— WHAT IS EXPECTED —
The first line of the entries below, the line containing "use std::time::Instant;", and every line between them should be repeated exactly, and nothing else.

RECORDS SHOWN below:

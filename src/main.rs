//! Discrete-latent transformer CLI
//!
//! Builds a vector-quantized 2D transformer from a config (and optionally
//! safetensors weights) and runs one denoising-step forward pass over random
//! latent codes.

use std::path::PathBuf;
use std::time::Instant;

use anyhow::{Context, Result};
use candle_core::{DType, Device, Tensor};
use candle_nn::{VarBuilder, VarMap};
use clap::{Parser, ValueEnum};
use rand::{Rng, SeedableRng};
use serde::Serialize;
use tracing_subscriber::EnvFilter;

use vq_transformer::model::{BlockOptions, Transformer2DConfig, VectorizedTransformer2D};
use vq_transformer::weights::loader as weights_loader;

/// Built-in model configurations.
#[derive(Debug, Clone, Copy, ValueEnum, Default)]
pub enum Preset {
    /// Tiny 4x4 grid model for smoke tests
    #[default]
    Tiny,
    /// VQ-Diffusion ITHQ transformer (32x32 grid, 4097 codes, 36 layers)
    Ithq,
}

impl Preset {
    #[must_use]
    pub fn config(self) -> Transformer2DConfig {
        match self {
            Self::Tiny => Transformer2DConfig::tiny(),
            Self::Ithq => Transformer2DConfig::vq_diffusion_ithq(),
        }
    }
}

/// Output format for the forward-pass summary.
#[derive(Debug, Clone, Copy, ValueEnum, Default)]
pub enum OutputFormat {
    /// Plain text output
    #[default]
    Plain,
    /// JSON with metadata
    Json,
}

/// Discrete-latent transformer - build a VQ image transformer and run a forward pass.
#[derive(Debug, Parser)]
#[command(
    name = "vq-transformer",
    version,
    about = "Build a discrete-latent (VQ) image transformer and run a forward pass",
    long_about = "Embeds a grid of vector-quantized latent codes, runs it through a stack of \
                  transformer blocks and predicts log-probabilities over the codebook \
                  (excluding the mask token) for every latent pixel."
)]
struct Cli {
    /// Path to a diffusers-style config.json
    #[arg(short, long, conflicts_with = "preset")]
    config: Option<PathBuf>,

    /// Built-in configuration to use when no config file is given
    #[arg(short, long, value_enum)]
    preset: Option<Preset>,

    /// Path to safetensors weights, or a model directory (randomly initialized when absent)
    #[arg(short, long)]
    model: Option<PathBuf>,

    /// Number of latent grids in the batch
    #[arg(short, long, default_value = "1")]
    batch: usize,

    /// Diffusion timestep for ada-norm models
    #[arg(short, long, default_value = "0")]
    timestep: u32,

    /// Length of the random cross-attention context
    #[arg(long, default_value = "77")]
    context_len: usize,

    /// Random seed for latent codes and context
    #[arg(long)]
    seed: Option<u64>,

    /// Print model configuration and derived geometry, then exit
    #[arg(long)]
    info: bool,

    /// Output format
    #[arg(long, value_enum, default_value = "plain")]
    format: OutputFormat,

    /// Enable verbose output
    #[arg(short, long)]
    verbose: bool,
}

#[derive(Debug, Serialize)]
struct JsonOutput {
    batch: usize,
    height: usize,
    width: usize,
    num_vector_embeds: usize,
    num_output_classes: usize,
    num_layers: usize,
    inner_dim: usize,
    output_shape: Vec<usize>,
    timestep: Option<u32>,
    seed: Option<u64>,
    mean_max_log_prob: f32,
    predicted_indices: Vec<Vec<u32>>,
    forward_time_ms: u64,
}

fn main() -> Result<()> {
    let cli = Cli::parse();
    init_tracing(cli.verbose)?;

    tracing::debug!(version = env!("CARGO_PKG_VERSION"), "vq-transformer starting");

    if cli.info {
        let config = resolve_config(&cli)?;
        return print_model_info(&config, &cli);
    }

    let device = Device::Cpu;
    let model = load_cli_model(&cli, &device)?;
    run_forward(&model, &cli, &device)
}

fn init_tracing(verbose: bool) -> Result<()> {
    let default_level = if verbose { "debug" } else { "warn" };
    let filter = match EnvFilter::try_from_default_env() {
        Ok(filter) => filter,
        Err(_) => EnvFilter::new("warn")
            .add_directive(format!("vq_transformer={default_level}").parse()?),
    };
    tracing_subscriber::fmt()
        .with_env_filter(filter)
        .with_writer(std::io::stderr)
        .init();
    Ok(())
}

/// Pick the configuration: `--config`, then `--preset`, then a `config.json`
/// next to `--model`, then the tiny preset.
fn resolve_config(cli: &Cli) -> Result<Transformer2DConfig> {
    if let Some(path) = &cli.config {
        return Transformer2DConfig::from_json_file(path)
            .with_context(|| format!("load config {}", path.display()));
    }
    if let Some(preset) = cli.preset {
        return Ok(preset.config());
    }
    if let Some(model_path) = &cli.model {
        let weights = weights_loader::resolve_weights_path(model_path)?;
        if let Some(path) = weights.parent().map(|dir| dir.join("config.json")) {
            if path.exists() {
                return Transformer2DConfig::from_json_file(&path)
                    .with_context(|| format!("load config {}", path.display()));
            }
        }
    }
    Ok(Preset::default().config())
}

/// Print the configuration and the geometry derived from it.
fn print_model_info(config: &Transformer2DConfig, cli: &Cli) -> Result<()> {
    let geometry = config.geometry().context("invalid discrete-latent config")?;
    let options = BlockOptions::from_config(config);

    println!("Discrete-Latent Transformer Info");
    println!("================================");
    println!();
    println!("Geometry:");
    println!("  Latent grid:       {}x{}", geometry.height, geometry.width);
    println!("  Latent pixels:     {}", geometry.num_latent_pixels);
    println!("  Codebook size:     {}", geometry.num_vector_embeds);
    println!("  Output classes:    {}", geometry.num_output_classes());
    println!();
    println!("Blocks:");
    println!("  Layers:            {}", config.num_layers);
    println!("  Inner dim:         {}", config.inner_dim());
    println!(
        "  Attention heads:   {} x {}",
        config.num_attention_heads, config.attention_head_dim
    );
    println!("  Activation:        {:?}", options.activation_fn);
    println!("  Norm:              {}", options.norm_type.as_str());
    println!("  Norm eps:          {}", options.norm_eps);
    match options.cross_attention_dim {
        Some(dim) if options.uses_context() => {
            println!("  Cross-attention:   {dim}");
        }
        _ => println!("  Cross-attention:   none"),
    }
    if let Some(steps) = options.num_embeds_ada_norm {
        println!("  Ada-norm steps:    {steps}");
    }
    println!("  Attention type:    {}", options.attention_type.as_str());

    if let Some(model_path) = &cli.model {
        println!();
        match weights_loader::resolve_weights_path(model_path) {
            Ok(path) => {
                let metadata = std::fs::metadata(&path)?;
                println!("Weights: {}", path.display());
                println!("Weights size: {} MB", metadata.len() / (1024 * 1024));
            }
            Err(err) => println!("Weights: {err}"),
        }
    }

    config.validate().context("config cannot be built")?;
    Ok(())
}

fn load_cli_model(cli: &Cli, device: &Device) -> Result<VectorizedTransformer2D> {
    if let Some(model_path) = &cli.model {
        tracing::debug!(path = %model_path.display(), "loading external model");
        if cli.config.is_none() && cli.preset.is_none() {
            return weights_loader::load_external_model(model_path, device)
                .context("Failed to load external model");
        }
        let config = resolve_config(cli)?;
        return weights_loader::load_with_config(model_path, config, device)
            .context("Failed to load external model");
    }

    let config = resolve_config(cli)?;
    tracing::debug!("no --model provided; using randomly initialized weights");
    let varmap = VarMap::new();
    let vb = VarBuilder::from_varmap(&varmap, DType::F32, device);
    VectorizedTransformer2D::new(config, vb).context("Failed to build model")
}

fn run_forward(model: &VectorizedTransformer2D, cli: &Cli, device: &Device) -> Result<()> {
    let config = model.config();
    let pixels = model.num_latent_pixels();
    let batch = cli.batch.max(1);

    let mut rng = match cli.seed {
        Some(seed) => rand::rngs::StdRng::seed_from_u64(seed),
        None => rand::rngs::StdRng::from_entropy(),
    };

    #[allow(clippy::cast_possible_truncation)]
    let codebook = model.num_vector_embeds() as u32;
    let codes: Vec<u32> = (0..batch * pixels)
        .map(|_| rng.gen_range(0..codebook))
        .collect();
    let sample = Tensor::from_vec(codes, (batch, pixels), device)?;

    let options = BlockOptions::from_config(config);
    let context = match options.cross_attention_dim {
        Some(dim) if options.uses_context() => {
            let len = cli.context_len.max(1);
            let values: Vec<f32> = (0..batch * len * dim)
                .map(|_| rng.gen_range(-1.0f32..1.0))
                .collect();
            Some(Tensor::from_vec(values, (batch, len, dim), device)?)
        }
        _ => None,
    };

    let timestep = match options.num_embeds_ada_norm {
        Some(steps) => {
            #[allow(clippy::cast_possible_truncation)]
            let last = steps.saturating_sub(1) as u32;
            let t = cli.timestep.min(last);
            if t != cli.timestep {
                tracing::warn!(requested = cli.timestep, used = t, "timestep clamped");
            }
            Some(t)
        }
        None => None,
    };
    let timestep_tensor = timestep
        .map(|t| Tensor::from_vec(vec![t; batch], batch, device))
        .transpose()?;

    let start = Instant::now();
    let log_probs = model.forward(&sample, context.as_ref(), timestep_tensor.as_ref())?;
    let forward_time_ms = start.elapsed().as_millis().try_into().unwrap_or(u64::MAX);

    let predicted: Vec<Vec<u32>> = log_probs.argmax(1)?.to_vec2()?;
    let mean_max_log_prob = log_probs.max(1)?.mean_all()?.to_scalar::<f32>()?;

    match cli.format {
        OutputFormat::Plain => {
            println!(
                "Output: {:?} log-probabilities ({} classes x {} pixels) in {forward_time_ms} ms",
                log_probs.dims(),
                model.num_output_classes(),
                pixels
            );
            println!("Mean max log-prob: {mean_max_log_prob:.4}");
            for (i, row) in predicted.iter().enumerate() {
                println!("Sample {i}:");
                for line in row.chunks(model.width()) {
                    let cells: Vec<String> = line.iter().map(u32::to_string).collect();
                    println!("  {}", cells.join(" "));
                }
            }
        }
        OutputFormat::Json => {
            let payload = JsonOutput {
                batch,
                height: model.height(),
                width: model.width(),
                num_vector_embeds: model.num_vector_embeds(),
                num_output_classes: model.num_output_classes(),
                num_layers: model.blocks().len(),
                inner_dim: model.inner_dim(),
                output_shape: log_probs.dims().to_vec(),
                timestep,
                seed: cli.seed,
                mean_max_log_prob,
                predicted_indices: predicted,
                forward_time_ms,
            };
            println!("{}", serde_json::to_string_pretty(&payload)?);
        }
    }

    Ok(())
}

End of RECORDS SHOWN.

— SOLUTION TO THIS TASK —
filename src/main.rs
//! Discrete-latent transformer CLI
//!
//! Builds a vector-quantized 2D transformer from a config (and optionally
//! safetensors weights) and runs one denoising-step forward pass over random
//! latent codes.

use std::path::PathBuf;
use std::time::Instant;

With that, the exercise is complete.